On May 15, Vertex, the Boston biotech best known for its portfolio of drugs to treat cystic fibrosis, announced it will pay Kymera $70 million up front to collaborate on research and development of potential drugs to treat a range of diseases.

The four-year partnership is focused on inflammatory disorders and cancers, but the underlying science could apply to a broad range of illnesses, executives at both companies said. Kymera wants to develop drugs based on Nobel Prize-winning insights into how the body eliminates disease-causing proteins.
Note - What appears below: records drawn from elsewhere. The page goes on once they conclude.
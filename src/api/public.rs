//! Public tracked-link endpoint. No authentication: anyone holding the slug
//! can open the quote, and every open is recorded.

use axum::{
    extract::{Path, State},
    http::HeaderMap,
    Json,
};
use serde::Serialize;
use std::sync::Arc;

use crate::api::error::ApiError;
use crate::db;
use crate::notifications::VisitNotification;
use crate::AppState;

/// Metadata returned to the public viewer
#[derive(Debug, Serialize)]
pub struct TrackedQuoteResponse {
    pub codigo: String,
    pub slug: String,
    pub pdf_url: String,
    pub created_at: String,
}

/// Client IP from proxy headers; None when the server is hit directly
fn extract_client_ip(headers: &HeaderMap) -> Option<String> {
    if let Some(forwarded) = headers.get("x-forwarded-for").and_then(|h| h.to_str().ok()) {
        if let Some(first_ip) = forwarded.split(',').next() {
            let ip = first_ip.trim();
            if !ip.is_empty() {
                return Some(ip.to_string());
            }
        }
    }

    headers
        .get("x-real-ip")
        .and_then(|h| h.to_str().ok())
        .map(|ip| ip.trim().to_string())
        .filter(|ip| !ip.is_empty())
}

/// GET /c/:slug: record one visit + enter event, then hand back the PDF URL.
/// Deliberately non-idempotent: a refresh is a new visit.
pub async fn open_tracked_link(
    State(state): State<Arc<AppState>>,
    Path(slug): Path<String>,
    headers: HeaderMap,
) -> Result<Json<TrackedQuoteResponse>, ApiError> {
    let quote = db::find_quote_by_slug(&state.db, &slug)
        .await?
        .ok_or_else(|| ApiError::not_found("Cotización no encontrada"))?;

    let ip = extract_client_ip(&headers);
    let user_agent = headers
        .get("user-agent")
        .and_then(|h| h.to_str().ok())
        .map(str::to_string);

    let visit = db::record_visit(
        &state.db,
        &quote.id,
        ip.as_deref(),
        user_agent.as_deref(),
    )
    .await?;

    tracing::info!(
        quote_id = %quote.id,
        codigo = %quote.codigo,
        visit_id = %visit.id,
        "Tracked link opened"
    );

    // Owner display name for the notification; the visit stands regardless
    let asesor = db::find_user_by_id(&state.db, &quote.user_id)
        .await
        .ok()
        .flatten()
        .map(|u| u.nombre)
        .unwrap_or_else(|| "desconocido".to_string());

    let notification = VisitNotification::new(quote.codigo.clone(), asesor);
    if let Err(e) = state.notify_tx.try_send(notification) {
        // Queue full or worker gone; tracking already succeeded, move on
        tracing::warn!(codigo = %quote.codigo, error = %e, "Dropped visit notification");
    }

    Ok(Json(TrackedQuoteResponse {
        pdf_url: state.storage.file_url(&quote.pdf_path),
        codigo: quote.codigo,
        slug: quote.slug,
        created_at: quote.created_at,
    }))
}

#[cfg(test)]
mod tests {
    use super::*;
    use crate::api::error::ErrorCode;
    use crate::api::test_support::{seed_employee, seed_quote, test_state};

    #[test]
    fn client_ip_prefers_forwarded_for() {
        let mut headers = HeaderMap::new();
        headers.insert("x-forwarded-for", "203.0.113.9, 10.0.0.1".parse().unwrap());
        headers.insert("x-real-ip", "10.0.0.2".parse().unwrap());
        assert_eq!(extract_client_ip(&headers).as_deref(), Some("203.0.113.9"));

        let mut headers = HeaderMap::new();
        headers.insert("x-real-ip", "10.0.0.2".parse().unwrap());
        assert_eq!(extract_client_ip(&headers).as_deref(), Some("10.0.0.2"));

        assert_eq!(extract_client_ip(&HeaderMap::new()), None);
    }

    #[tokio::test]
    async fn each_open_records_one_visit() {
        let (state, _dir) = test_state().await;
        let ana = seed_employee(&state, "ana@example.com").await;
        let quote = seed_quote(&state, &ana, "COT-1").await;

        let mut headers = HeaderMap::new();
        headers.insert("user-agent", "Mozilla/5.0".parse().unwrap());
        headers.insert("x-real-ip", "203.0.113.9".parse().unwrap());

        for _ in 0..2 {
            let response = open_tracked_link(
                State(state.clone()),
                Path(quote.slug.clone()),
                headers.clone(),
            )
            .await
            .unwrap();
            assert_eq!(response.0.codigo, "COT-1");
            assert!(response.0.pdf_url.contains(&quote.pdf_path));
        }

        assert_eq!(
            db::count_visits_for_quote(&state.db, &quote.id).await.unwrap(),
            2
        );

        let visit_ip: Option<String> =
            sqlx::query_scalar("SELECT ip FROM visitas LIMIT 1")
                .fetch_one(&state.db)
                .await
                .unwrap();
        assert_eq!(visit_ip.as_deref(), Some("203.0.113.9"));
    }

    #[tokio::test]
    async fn unknown_slug_is_not_found() {
        let (state, _dir) = test_state().await;

        let err = open_tracked_link(
            State(state.clone()),
            Path("zzzzzzzz".to_string()),
            HeaderMap::new(),
        )
        .await
        .unwrap_err();
        assert_eq!(err.code(), ErrorCode::NotFound);
    }

    #[tokio::test]
    async fn visit_notification_is_enqueued() {
        let (state, mut guard) = test_state().await;
        let ana = seed_employee(&state, "ana@example.com").await;
        let quote = seed_quote(&state, &ana, "COT-1").await;

        open_tracked_link(State(state.clone()), Path(quote.slug.clone()), HeaderMap::new())
            .await
            .unwrap();

        let notification = guard.notify_rx.try_recv().unwrap();
        assert_eq!(notification.codigo, "COT-1");
        assert_eq!(notification.asesor, "ana@example.com");
    }
}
When the partnership was announced, Mark Bunnage, senior vice president and site head for Boston research at Vertex, said Vertex executives were impressed with Kymera’s “compelling technology platform.”

Kymera was co-founded in 2016 by Atlas Venture. It has raised nearly $100 million in venture capital and signed an agreement last year to collaborate with GlaxoSmithKline. The financial terms of that deal were not disclosed.

Kymera wants to use the body’s innate ability to break down and recycle proteins and redirect it to target untreatable diseases. Its trademark approach, called Pegasus, is “disease agnostic,” meaning it could apply to many conditions.

The approach is based on insights that led to the 2004 Nobel Prize in chemistry awarded to two scientists in Israel and one in the United States.

After the collaboration with Vertex was announced, Audoly said he was thrilled to be working with one of the state’s biggest homegrown drug makers.


“Having the opportunity to partner with a sophisticated pharma company such as Vertex that’s really pushing the boundaries of innovation and trying to access new modalities is something we’re very excited about,” Audoly said in an interview at the time.

Vertex is best known for its drugs Kalydeco, Orkambi, and Symdeko — medicines used to treat cystic fibrosis. The rare genetic illness attacks the lungs and other organs.

Kymera also said Monday that Bruce Jacobs, a health care financial services veteran, has joined the biotech as chief financial officer.